Exercise aim: Could you please count how many lines in the data below hold the string "password"? Reply with only the number.

Stored data
________________________

//! Wiring: configuration, storage, the mock auth backend, the session manager
//! and the seeded directory.

use std::io::Write;
use std::sync::Arc;
use std::time::Duration;

use anyhow::{Context, bail};
use chrono::{DateTime, Utc};
use serde::Serialize;

use ums_auth::{
    AuthSessionManager, AuthState, FileKeyValueStore, InMemoryKeyValueStore, KeyValueStore,
    LoginRequest, MockAuthBackend, MockBackendConfig, RefreshOutcome, Session, SessionConfig,
    SessionStore, SessionTimers, TokenCodec,
};
use ums_core::{Clock, SystemClock, TenantId};
use ums_directory::Directory;

use crate::command::{Command, RecordKind};

pub struct App {
    config: SessionConfig,
    directory: Directory,
    manager: Arc<AuthSessionManager>,
}

#[derive(Debug, Serialize)]
struct StatusView {
    state: String,
    authenticated: bool,
    user: Option<String>,
    email: Option<String>,
    tenant: Option<String>,
    expires_at: Option<DateTime<Utc>>,
    error: Option<String>,
}

impl App {
    /// Production wiring: system clock, file-backed session unless
    /// `in_memory` is set.
    pub fn build(config: SessionConfig, in_memory: bool) -> anyhow::Result<Self> {
        let kv: Arc<dyn KeyValueStore> = if in_memory {
            Arc::new(InMemoryKeyValueStore::new())
        } else {
            let path = match &config.storage_path {
                Some(path) => path.clone(),
                None => FileKeyValueStore::default_path()?,
            };
            tracing::debug!(path = %path.display(), "using session file");
            Arc::new(FileKeyValueStore::open(path))
        };

        Self::with_store(config, kv, Arc::new(SystemClock))
    }

    pub fn with_store(
        config: SessionConfig,
        kv: Arc<dyn KeyValueStore>,
        clock: Arc<dyn Clock>,
    ) -> anyhow::Result<Self> {
        let directory = Directory::seeded_with(clock.clone())?;
        let home = directory
            .tenants()
            .list()
            .into_iter()
            .next()
            .context("seeded directory has no tenants")?;
        let home_org = directory
            .organizations
            .list(home.id)
            .first()
            .map(|org| org.id)
            .unwrap_or_default();

        let mut backend_config = MockBackendConfig {
            default_tenant: home.id,
            default_organization: home_org,
            access_token_ttl: config.access_token_ttl,
            ..Default::default()
        };
        if !config.simulate_latency {
            backend_config = backend_config.without_latency();
        }

        let backend = Arc::new(MockAuthBackend::new(
            TokenCodec::new(config.token_secret.as_bytes()),
            clock.clone(),
            backend_config,
        ));
        let manager = Arc::new(AuthSessionManager::new(
            &config,
            backend,
            SessionStore::new(kv),
            clock,
        ));

        Ok(Self {
            config,
            directory,
            manager,
        })
    }

    pub fn manager(&self) -> &Arc<AuthSessionManager> {
        &self.manager
    }

    pub async fn execute(&self, command: Command, out: &mut impl Write) -> anyhow::Result<()> {
        match command {
            Command::Login {
                email,
                password,
                tenant,
            } => {
                let mut request = LoginRequest::new(email, password);
                if let Some(tenant) = tenant {
                    request = request.for_tenant(self.resolve_tenant(&tenant)?);
                }
                let profile = self.manager.login(request).await?;
                writeln!(out, "signed in as {} <{}>", profile.name, profile.email)?;
                self.write_status(out)?;
            }
            Command::Status => self.write_status(out)?,
            Command::Refresh => match self.manager.refresh_if_due().await? {
                RefreshOutcome::Skipped => writeln!(out, "not signed in")?,
                RefreshOutcome::NotDue { remaining } => {
                    writeln!(out, "token valid for another {}s", remaining.num_seconds())?
                }
                RefreshOutcome::Refreshed { expires_at } => {
                    writeln!(out, "token refreshed, expires at {expires_at}")?
                }
            },
            Command::Logout => match self.manager.logout().await {
                Ok(()) => writeln!(out, "signed out")?,
                Err(err) => writeln!(out, "signed out locally; backend reported: {err}")?,
            },
            Command::Tenants => {
                let tenants = self.directory.tenants().list();
                writeln!(out, "{}", serde_json::to_string_pretty(&tenants)?)?;
            }
            Command::List { kind } => {
                let tenant = self.manager.active_tenant().context("not signed in")?;
                let json = match kind {
                    RecordKind::Organizations => {
                        serde_json::to_string_pretty(&self.directory.organizations.list(tenant))?
                    }
                    RecordKind::Users => {
                        serde_json::to_string_pretty(&self.directory.users.list(tenant))?
                    }
                    RecordKind::Roles => {
                        serde_json::to_string_pretty(&self.directory.roles.list(tenant))?
                    }
                    RecordKind::Privileges => {
                        serde_json::to_string_pretty(&self.directory.privileges.list(tenant))?
                    }
                    RecordKind::LegalEntities => {
                        serde_json::to_string_pretty(&self.directory.legal_entities.list(tenant))?
                    }
                };
                writeln!(out, "{json}")?;
            }
            Command::Run { secs } => self.run(Duration::from_secs(secs), out).await?,
        }
        Ok(())
    }

    /// Drive the timers until `duration` elapses or Ctrl-C, printing every
    /// state change.
    async fn run(&self, duration: Duration, out: &mut impl Write) -> anyhow::Result<()> {
        if !self.manager.is_authenticated() {
            bail!("not signed in");
        }

        let timers = SessionTimers::start(self.manager.clone(), &self.config);
        let mut changes = self.manager.subscribe();
        let deadline = tokio::time::sleep(duration);
        tokio::pin!(deadline);

        loop {
            tokio::select! {
                _ = &mut deadline => break,
                _ = tokio::signal::ctrl_c() => break,
                changed = changes.changed() => {
                    if changed.is_err() {
                        break;
                    }
                    let state = changes.borrow_and_update().state();
                    writeln!(out, "session {state}")?;
                    if state == AuthState::Anonymous {
                        break;
                    }
                }
            }
        }

        timers.shutdown().await;
        Ok(())
    }

    fn resolve_tenant(&self, raw: &str) -> anyhow::Result<TenantId> {
        if let Ok(id) = raw.parse::<TenantId>() {
            return Ok(self.directory.tenants().get(id)?.id);
        }
        self.directory
            .tenants()
            .list()
            .into_iter()
            .find(|t| t.name.eq_ignore_ascii_case(raw))
            .map(|t| t.id)
            .with_context(|| format!("unknown tenant {raw:?}"))
    }

    fn status(&self, session: &Session) -> StatusView {
        let profile = session.profile();
        StatusView {
            state: session.state().to_string(),
            authenticated: session.is_authenticated(),
            user: profile.map(|p| p.name.clone()),
            email: profile.map(|p| p.email.clone()),
            tenant: session.active_tenant().map(|id| {
                self.directory
                    .tenants()
                    .get(id)
                    .map(|t| t.name)
                    .unwrap_or_else(|_| id.to_string())
            }),
            expires_at: session.expires_at(),
            error: session.error().map(|e| e.to_string()),
        }
    }

    fn write_status(&self, out: &mut impl Write) -> anyhow::Result<()> {
        let view = self.status(&self.manager.snapshot());
        writeln!(out, "{}", serde_json::to_string_pretty(&view)?)?;
        Ok(())
    }
}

________________________

Answer area: 2